This post originally appeared on Panels, which is now Book Riot Comics
Things are looking bright for manga these days. Sales are on an upward trajectory. Interesting new projects like the Attack on Titan anthology with Western comics creators are being announced. Manga enjoyed a good showing at NYCC, thanks in no small part to Naruto creator Masashi Kishimoto’s presence at the con. For people who remember the dark days of the late 2000s, when companies shut their doors and licensed titles went into limbo, this is fabulous!
A healthy North American manga industry also means that companies can take more risks with the titles they license. One of the most exciting pieces of news to come out of NYCC for me is that VIZ Media announced they’ll be releasing Kuroko’s Basketball next summer. My love for this sports series – about a group of basketball prodigies who collapse under the weight of their overwhelming talent and the teammate who makes it his mission to prove that their might-makes-right philosophy is wrong – knows no end.
But, like many fans of sports manga, I’d resigned myself to never seeing a domestic company license Kuroko’s Basketball. According to conventional wisdom, sports series don’t sell well in North America. Maybe that’s changed. Perhaps the time for sports manga has finally arrived. I certainly hope so.
Along with Kuroko’s Basketball, VIZ will be releasing volleyball manga Haikyuu!! in 2016. Yen Press is releasing cycling manga Yowamushi Pedal at the end of this year. But if you want to check out some sports manga titles now, don’t worry. I have you covered. After all, supporting current sports manga titles improves the chances of more sports series being licensed in the future.
Slam Dunk by Takehiko Inoue (VIZ Media)
You can’t talk about sports manga without talking about Slam Dunk. It’s not just a seminal sports manga; it’s a seminal manga, period. It was serialized in Weekly Shonen Jump during the anthology magazine’s golden age in the 1990s and is credited for popularizing basketball in Japan. You don’t get more influential than that. It’s about a delinquent who joins his high school basketball team to impress his crush and ends up falling in love with the sport. Without Slam Dunk, there wouldn’t be a Kuroko’s Basketball.
Hikaru no Go by Yumi Hotta and Takeshi Obata (VIZ Media)
While Takeshi Obata is probably more famous for illustrating Death Note, I was first introduced to his artwork through Hikaru no Go.
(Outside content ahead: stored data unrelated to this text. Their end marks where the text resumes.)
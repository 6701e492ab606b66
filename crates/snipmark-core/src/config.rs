//! Snipmark configuration.
//!
//! ## Learning: Serde for Serialization
//!
//! `#[serde(default)]` on each section fills missing fields from
//! `Default::default()`, so a config file only needs the keys it changes.

use serde::{Deserialize, Serialize};
use std::path::{Path, PathBuf};
use std::time::Duration;

use snipmark_highlight::{Vocabulary, VocabularyError};
use snipmark_store::StoreConfig;

/// Main configuration.
#[derive(Debug, Clone, Default, PartialEq, Serialize, Deserialize)]
#[serde(default)]
pub struct Config {
    /// Highlighting settings
    pub highlight: HighlightConfig,

    /// Snippet store settings
    pub store: StoreSection,

    /// Page rendering settings
    pub render: RenderConfig,
}

impl Config {
    /// Loads config from the default location, falling back to defaults.
    pub fn load() -> Self {
        match Self::load_from_default_path() {
            Ok(config) => config,
            Err(e) => {
                tracing::warn!("Using default config: {}", e);
                Self::default()
            }
        }
    }

    /// Loads config from a file.
    pub fn load_from(path: impl AsRef<Path>) -> Result<Self, ConfigError> {
        let content = std::fs::read_to_string(path.as_ref())?;
        let config: Self = toml::from_str(&content)?;
        Ok(config)
    }

    fn load_from_default_path() -> Result<Self, ConfigError> {
        let path = Self::default_path()?;
        if path.exists() {
            Self::load_from(&path)
        } else {
            Ok(Self::default())
        }
    }

    /// Returns the default config file path.
    pub fn default_path() -> Result<PathBuf, ConfigError> {
        let config_dir = dirs::config_dir().ok_or(ConfigError::NoConfigDir)?;
        Ok(config_dir.join("snipmark").join("config.toml"))
    }

    /// Saves the config to the default location.
    pub fn save(&self) -> Result<(), ConfigError> {
        self.save_to(Self::default_path()?)
    }

    /// Saves the config to `path`, creating parent directories.
    pub fn save_to(&self, path: impl AsRef<Path>) -> Result<(), ConfigError> {
        let path = path.as_ref();
        if let Some(parent) = path.parent() {
            std::fs::create_dir_all(parent)?;
        }
        let content = toml::to_string_pretty(self)?;
        std::fs::write(path, content)?;
        Ok(())
    }

    /// Builds the vocabulary: built-in tables plus configured extras.
    pub fn vocabulary(&self) -> Result<Vocabulary, VocabularyError> {
        Vocabulary::extended(
            self.highlight.extra_keywords.as_slice(),
            self.highlight.extra_globals.as_slice(),
        )
    }

    pub fn debounce(&self) -> Duration {
        Duration::from_millis(self.highlight.debounce_ms)
    }

    pub fn store_config(&self) -> StoreConfig {
        StoreConfig {
            ttl: Duration::from_secs(self.store.ttl_secs),
            list_limit: self.store.list_limit,
            id_length: self.store.id_length,
        }
    }
}

/// Highlighting configuration.
#[derive(Debug, Clone, PartialEq, Eq, Serialize, Deserialize)]
#[serde(default)]
pub struct HighlightConfig {
    /// Words highlighted as keywords on top of the built-in set
    pub extra_keywords: Vec<String>,

    /// Words highlighted as platform globals on top of the built-in set
    pub extra_globals: Vec<String>,

    /// Quiet period after the last edit before re-highlighting (ms)
    pub debounce_ms: u64,
}

impl Default for HighlightConfig {
    fn default() -> Self {
        Self {
            extra_keywords: Vec::new(),
            extra_globals: Vec::new(),
            debounce_ms: 500,
        }
    }
}

/// Snippet store configuration.
#[derive(Debug, Clone, PartialEq, Eq, Serialize, Deserialize)]
#[serde(default)]
pub struct StoreSection {
    /// Snippet lifetime in seconds
    pub ttl_secs: u64,

    /// Maximum ids per listing
    pub list_limit: usize,

    /// Generated id length
    pub id_length: usize,
}

impl Default for StoreSection {
    fn default() -> Self {
        let defaults = StoreConfig::default();
        Self {
            ttl_secs: defaults.ttl.as_secs(),
            list_limit: defaults.list_limit,
            id_length: defaults.id_length,
        }
    }
}

/// Page rendering configuration.
#[derive(Debug, Clone, PartialEq, Eq, Serialize, Deserialize)]
#[serde(default)]
pub struct RenderConfig {
    /// Title of rendered HTML pages
    pub title: String,
}

impl Default for RenderConfig {
    fn default() -> Self {
        Self {
            title: "snipmark".to_string(),
        }
    }
}

/// Configuration errors.
#[derive(Debug, thiserror::Error)]
pub enum ConfigError {
    #[error("Config directory not found")]
    NoConfigDir,

    #[error("IO error: {0}")]
    Io(#[from] std::io::Error),

    #[error("Parse error: {0}")]
    Parse(#[from] toml::de::Error),

    #[error("Serialize error: {0}")]
    Serialize(#[from] toml::ser::Error),
}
People in the West may not consider go to be a sport, but the series has all of the hallmarks of a sports manga: friendly competition, intense lifelong rivalries, and characters who love go with all their heart. In fact, the premise of Hikaru no Go hinges on the ghost of a Heian-era go player haunting a young boy and instilling a love of the game in him.
The Prince of Tennis by Takeshi Konomi (VIZ Media)
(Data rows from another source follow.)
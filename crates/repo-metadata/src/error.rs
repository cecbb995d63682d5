//! Error types for metadata handling.

use thiserror::Error;

/// Errors from parsing, canonicalizing, signing or verifying metadata
#[derive(Debug, Error)]
pub enum MetadataError {
    #[error("JSON error: {0}")]
    Json(#[from] serde_json::Error),

    #[error("JCS canonicalization error: {0}")]
    Canonicalization(String),

    #[error("metadata type mismatch: expected {expected}, got {actual}")]
    TypeMismatch { expected: String, actual: String },

    #[error("invalid key: {0}")]
    InvalidKey(String),

    #[error("unsupported key type: {keytype}/{scheme}")]
    UnsupportedKey { keytype: String, scheme: String },

    #[error("invalid signature: {0}")]
    InvalidSignature(String),

    #[error("base64 decode error: {0}")]
    Base64(#[from] base64::DecodeError),

    #[error("hex decode error: {0}")]
    Hex(#[from] hex::FromHexError),

    #[error("invalid delegation: {0}")]
    InvalidDelegation(String),

    #[error("invalid target file {path}: {reason}")]
    InvalidTarget { path: String, reason: String },
}

/// Result type for metadata operations
pub type MetadataResult<T> = Result<T, MetadataError>;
In the world of sports manga, you can’t go far without tripping over a prodigy or two. The Prince of Tennis, as you can probably surmise from the title, is about a tennis prodigy named Ryoma Echizen. The son of a professional tennis player, Ryoma strives to develop a style separate from that of his father but his arrogant attitude tends to piss people off along the way. That’s the problem with prodigies. If left unchecked, their talent can sour their personalities.
Eyeshield 21 by Riichiro Inagaki and Yusuke Murata (VIZ Media)
Before he illustrated One-Punch Man, Murata drew the art for this manga about an American football club. Eyeshield 21 focuses on an unconfident boy named Sena who is forced to join his high school’s football team as a running back after the captain spots his agility. It’s the classic tale of an unassuming young man who, under the right set of conditions, turns into a badass.
Real by Takehiko Inoue (VIZ Media)
Although not as popular as Slam Dunk, Inoue tackles basketball again in Real. As a seinen manga, Real offers a mature look at the sport. Through the lens of wheelchair basketball, Inoue explores the different ways people are alienated by society and live on its margins. If you’re a high school basketball star, how can you continue to play the sport you love after you become a paraplegic? If you’re a champion sprinter, what do you do when you lose your leg? These are a couple of the questions Real explores. If you can pick only one title from this list, choose this one.